■ **Activity**
Show each line of the data below in which "enum" occurs.

□ □ □ □ □

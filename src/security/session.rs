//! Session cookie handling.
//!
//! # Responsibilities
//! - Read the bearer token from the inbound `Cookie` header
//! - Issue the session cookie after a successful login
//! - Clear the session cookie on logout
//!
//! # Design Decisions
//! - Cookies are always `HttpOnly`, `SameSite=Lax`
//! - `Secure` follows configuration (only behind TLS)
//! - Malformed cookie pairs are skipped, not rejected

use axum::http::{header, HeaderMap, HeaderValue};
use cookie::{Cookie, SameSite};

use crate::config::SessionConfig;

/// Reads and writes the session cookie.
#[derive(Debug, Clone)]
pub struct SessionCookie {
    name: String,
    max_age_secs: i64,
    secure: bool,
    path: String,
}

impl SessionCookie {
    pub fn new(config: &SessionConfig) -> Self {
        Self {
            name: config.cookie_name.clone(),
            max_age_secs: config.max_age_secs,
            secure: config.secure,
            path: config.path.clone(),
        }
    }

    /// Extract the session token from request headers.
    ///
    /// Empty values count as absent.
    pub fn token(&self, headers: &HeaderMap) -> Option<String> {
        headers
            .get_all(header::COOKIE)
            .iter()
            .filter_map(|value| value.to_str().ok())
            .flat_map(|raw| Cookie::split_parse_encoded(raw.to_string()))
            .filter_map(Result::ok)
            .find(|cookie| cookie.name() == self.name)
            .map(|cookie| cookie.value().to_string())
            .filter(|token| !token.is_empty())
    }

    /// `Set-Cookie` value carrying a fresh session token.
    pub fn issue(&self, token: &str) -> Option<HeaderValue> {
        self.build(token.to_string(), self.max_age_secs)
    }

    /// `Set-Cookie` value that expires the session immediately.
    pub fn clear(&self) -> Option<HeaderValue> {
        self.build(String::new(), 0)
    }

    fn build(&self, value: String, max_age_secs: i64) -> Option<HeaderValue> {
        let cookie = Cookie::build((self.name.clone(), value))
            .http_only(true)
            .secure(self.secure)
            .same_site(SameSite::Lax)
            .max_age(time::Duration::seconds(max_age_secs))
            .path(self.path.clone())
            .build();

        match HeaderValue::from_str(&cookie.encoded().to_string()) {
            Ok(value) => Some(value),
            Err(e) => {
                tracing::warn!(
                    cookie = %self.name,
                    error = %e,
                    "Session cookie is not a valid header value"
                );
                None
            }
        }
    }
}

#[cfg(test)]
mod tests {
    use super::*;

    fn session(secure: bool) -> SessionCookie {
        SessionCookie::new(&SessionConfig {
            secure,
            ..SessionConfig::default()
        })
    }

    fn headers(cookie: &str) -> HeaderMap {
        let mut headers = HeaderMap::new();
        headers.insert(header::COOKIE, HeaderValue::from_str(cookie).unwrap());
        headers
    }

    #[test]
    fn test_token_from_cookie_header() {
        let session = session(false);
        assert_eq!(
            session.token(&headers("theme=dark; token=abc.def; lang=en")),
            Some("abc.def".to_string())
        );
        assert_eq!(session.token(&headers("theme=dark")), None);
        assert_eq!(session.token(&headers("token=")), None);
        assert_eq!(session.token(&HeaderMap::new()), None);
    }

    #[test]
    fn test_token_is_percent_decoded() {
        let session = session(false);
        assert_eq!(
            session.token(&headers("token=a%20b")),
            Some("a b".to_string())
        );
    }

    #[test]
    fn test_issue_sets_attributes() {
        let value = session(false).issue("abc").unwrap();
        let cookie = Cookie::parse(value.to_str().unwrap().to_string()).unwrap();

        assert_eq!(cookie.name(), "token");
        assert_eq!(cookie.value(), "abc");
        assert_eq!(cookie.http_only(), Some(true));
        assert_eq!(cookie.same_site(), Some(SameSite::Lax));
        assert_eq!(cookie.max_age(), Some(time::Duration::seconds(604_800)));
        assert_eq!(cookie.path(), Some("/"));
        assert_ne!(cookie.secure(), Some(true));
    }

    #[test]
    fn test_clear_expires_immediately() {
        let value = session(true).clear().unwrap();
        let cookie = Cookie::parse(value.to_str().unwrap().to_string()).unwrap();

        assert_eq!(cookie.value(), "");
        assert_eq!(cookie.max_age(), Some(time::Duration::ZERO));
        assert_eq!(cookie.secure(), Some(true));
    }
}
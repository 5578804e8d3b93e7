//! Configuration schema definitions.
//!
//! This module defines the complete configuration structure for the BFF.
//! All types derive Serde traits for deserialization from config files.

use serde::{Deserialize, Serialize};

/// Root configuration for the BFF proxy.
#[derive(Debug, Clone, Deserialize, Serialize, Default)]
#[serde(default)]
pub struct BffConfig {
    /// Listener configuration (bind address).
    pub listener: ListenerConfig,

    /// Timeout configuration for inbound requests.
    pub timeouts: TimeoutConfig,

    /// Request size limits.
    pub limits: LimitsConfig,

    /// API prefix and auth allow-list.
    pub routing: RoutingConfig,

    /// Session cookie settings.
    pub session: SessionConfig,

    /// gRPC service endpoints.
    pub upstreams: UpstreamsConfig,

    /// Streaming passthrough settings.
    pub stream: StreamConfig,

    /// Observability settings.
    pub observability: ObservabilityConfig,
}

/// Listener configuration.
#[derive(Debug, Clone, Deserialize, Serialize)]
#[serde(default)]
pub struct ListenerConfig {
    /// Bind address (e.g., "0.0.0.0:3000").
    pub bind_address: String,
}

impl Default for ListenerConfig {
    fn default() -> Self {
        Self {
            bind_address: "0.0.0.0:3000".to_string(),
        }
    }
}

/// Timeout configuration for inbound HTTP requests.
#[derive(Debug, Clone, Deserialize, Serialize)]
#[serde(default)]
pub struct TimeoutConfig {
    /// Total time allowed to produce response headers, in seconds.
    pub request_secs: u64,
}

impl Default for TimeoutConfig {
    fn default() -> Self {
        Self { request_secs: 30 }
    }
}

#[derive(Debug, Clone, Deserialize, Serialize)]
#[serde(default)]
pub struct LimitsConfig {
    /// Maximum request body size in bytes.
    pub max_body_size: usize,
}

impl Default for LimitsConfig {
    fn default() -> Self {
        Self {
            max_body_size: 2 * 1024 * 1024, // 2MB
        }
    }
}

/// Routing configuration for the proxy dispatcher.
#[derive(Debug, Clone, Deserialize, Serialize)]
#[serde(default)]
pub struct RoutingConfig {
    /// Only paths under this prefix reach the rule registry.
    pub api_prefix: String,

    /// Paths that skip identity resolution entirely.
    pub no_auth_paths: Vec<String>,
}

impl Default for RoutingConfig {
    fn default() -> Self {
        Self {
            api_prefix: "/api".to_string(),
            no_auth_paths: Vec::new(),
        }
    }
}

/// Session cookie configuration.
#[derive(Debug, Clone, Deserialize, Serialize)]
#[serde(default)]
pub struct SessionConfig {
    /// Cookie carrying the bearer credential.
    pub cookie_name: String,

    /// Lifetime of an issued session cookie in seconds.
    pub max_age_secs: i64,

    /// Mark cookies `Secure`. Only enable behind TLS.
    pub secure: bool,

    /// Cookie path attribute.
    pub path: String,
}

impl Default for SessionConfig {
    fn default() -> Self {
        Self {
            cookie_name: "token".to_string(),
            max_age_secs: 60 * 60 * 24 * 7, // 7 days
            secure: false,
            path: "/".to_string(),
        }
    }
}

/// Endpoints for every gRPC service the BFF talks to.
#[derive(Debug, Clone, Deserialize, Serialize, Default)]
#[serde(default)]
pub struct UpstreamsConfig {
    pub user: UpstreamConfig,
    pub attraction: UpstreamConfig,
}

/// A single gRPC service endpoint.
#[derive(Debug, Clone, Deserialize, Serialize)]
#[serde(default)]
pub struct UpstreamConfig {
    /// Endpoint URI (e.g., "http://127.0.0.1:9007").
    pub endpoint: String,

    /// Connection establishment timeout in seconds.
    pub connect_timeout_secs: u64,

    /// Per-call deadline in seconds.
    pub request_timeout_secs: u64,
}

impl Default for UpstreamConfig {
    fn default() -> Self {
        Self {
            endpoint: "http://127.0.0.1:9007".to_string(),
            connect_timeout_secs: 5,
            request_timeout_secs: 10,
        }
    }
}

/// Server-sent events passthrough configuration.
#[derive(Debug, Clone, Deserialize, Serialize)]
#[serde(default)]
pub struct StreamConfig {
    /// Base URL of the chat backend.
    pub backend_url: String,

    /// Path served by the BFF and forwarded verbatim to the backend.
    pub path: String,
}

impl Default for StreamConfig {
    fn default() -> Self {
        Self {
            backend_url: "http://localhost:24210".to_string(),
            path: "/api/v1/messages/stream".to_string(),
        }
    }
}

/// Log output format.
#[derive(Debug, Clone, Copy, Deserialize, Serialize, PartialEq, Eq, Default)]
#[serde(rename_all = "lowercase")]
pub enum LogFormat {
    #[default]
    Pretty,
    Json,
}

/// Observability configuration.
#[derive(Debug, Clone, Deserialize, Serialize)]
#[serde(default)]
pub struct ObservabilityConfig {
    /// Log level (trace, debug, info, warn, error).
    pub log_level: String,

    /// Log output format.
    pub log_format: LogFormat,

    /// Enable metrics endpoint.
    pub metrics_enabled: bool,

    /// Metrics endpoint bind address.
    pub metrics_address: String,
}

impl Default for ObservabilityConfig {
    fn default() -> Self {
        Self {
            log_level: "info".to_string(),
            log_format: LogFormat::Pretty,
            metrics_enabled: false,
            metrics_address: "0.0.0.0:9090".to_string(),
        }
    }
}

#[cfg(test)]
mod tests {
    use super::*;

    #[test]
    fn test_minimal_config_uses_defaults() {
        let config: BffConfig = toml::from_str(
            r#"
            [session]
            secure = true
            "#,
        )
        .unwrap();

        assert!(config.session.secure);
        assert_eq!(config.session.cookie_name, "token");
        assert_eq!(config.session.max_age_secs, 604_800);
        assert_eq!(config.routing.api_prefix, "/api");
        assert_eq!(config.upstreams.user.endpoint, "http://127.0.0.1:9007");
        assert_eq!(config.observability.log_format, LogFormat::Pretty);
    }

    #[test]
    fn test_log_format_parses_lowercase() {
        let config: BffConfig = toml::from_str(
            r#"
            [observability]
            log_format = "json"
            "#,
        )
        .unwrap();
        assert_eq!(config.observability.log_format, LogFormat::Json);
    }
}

□ □ □ □ □

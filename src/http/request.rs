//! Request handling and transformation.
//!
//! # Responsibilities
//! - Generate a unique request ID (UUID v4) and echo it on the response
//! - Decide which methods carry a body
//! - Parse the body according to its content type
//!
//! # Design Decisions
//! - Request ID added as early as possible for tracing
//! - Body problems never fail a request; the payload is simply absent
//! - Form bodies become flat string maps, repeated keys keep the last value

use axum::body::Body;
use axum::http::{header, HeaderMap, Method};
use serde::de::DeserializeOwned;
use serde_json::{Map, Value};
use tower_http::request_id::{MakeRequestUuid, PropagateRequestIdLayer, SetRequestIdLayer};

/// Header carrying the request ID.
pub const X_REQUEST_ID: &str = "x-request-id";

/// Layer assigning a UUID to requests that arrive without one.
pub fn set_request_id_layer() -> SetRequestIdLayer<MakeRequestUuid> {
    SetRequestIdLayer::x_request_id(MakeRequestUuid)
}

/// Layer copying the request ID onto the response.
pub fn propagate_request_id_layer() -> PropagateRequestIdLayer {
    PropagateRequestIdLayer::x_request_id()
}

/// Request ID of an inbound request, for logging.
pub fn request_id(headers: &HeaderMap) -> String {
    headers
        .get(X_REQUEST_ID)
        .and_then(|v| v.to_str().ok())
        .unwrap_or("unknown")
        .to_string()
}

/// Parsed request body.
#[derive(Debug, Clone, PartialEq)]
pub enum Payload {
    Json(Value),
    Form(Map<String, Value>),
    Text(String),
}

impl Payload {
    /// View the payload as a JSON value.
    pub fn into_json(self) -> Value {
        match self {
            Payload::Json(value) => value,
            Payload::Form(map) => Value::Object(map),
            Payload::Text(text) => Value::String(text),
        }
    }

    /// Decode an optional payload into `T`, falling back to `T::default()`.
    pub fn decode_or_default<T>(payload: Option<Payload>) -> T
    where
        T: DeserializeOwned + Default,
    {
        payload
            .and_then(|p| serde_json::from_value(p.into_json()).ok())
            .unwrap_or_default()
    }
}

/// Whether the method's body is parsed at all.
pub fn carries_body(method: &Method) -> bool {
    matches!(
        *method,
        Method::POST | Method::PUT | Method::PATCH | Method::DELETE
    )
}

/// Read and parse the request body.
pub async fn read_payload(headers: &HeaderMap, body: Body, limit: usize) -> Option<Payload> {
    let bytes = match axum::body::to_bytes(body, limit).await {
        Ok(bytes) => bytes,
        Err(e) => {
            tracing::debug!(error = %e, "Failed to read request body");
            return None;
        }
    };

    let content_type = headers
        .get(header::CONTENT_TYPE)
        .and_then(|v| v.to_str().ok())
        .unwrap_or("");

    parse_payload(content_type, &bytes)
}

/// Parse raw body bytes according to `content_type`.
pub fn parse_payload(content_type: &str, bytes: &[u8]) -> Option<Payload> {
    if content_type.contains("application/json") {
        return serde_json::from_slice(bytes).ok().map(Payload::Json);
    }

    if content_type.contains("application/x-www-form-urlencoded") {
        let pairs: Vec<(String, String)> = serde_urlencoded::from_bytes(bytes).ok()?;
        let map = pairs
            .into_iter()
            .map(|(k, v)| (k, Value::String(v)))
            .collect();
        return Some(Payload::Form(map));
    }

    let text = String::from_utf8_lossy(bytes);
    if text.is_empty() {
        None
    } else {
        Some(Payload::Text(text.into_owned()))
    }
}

□ □ □ □ □

■ **Exercise response**
pub enum LogFormat {
pub enum Payload {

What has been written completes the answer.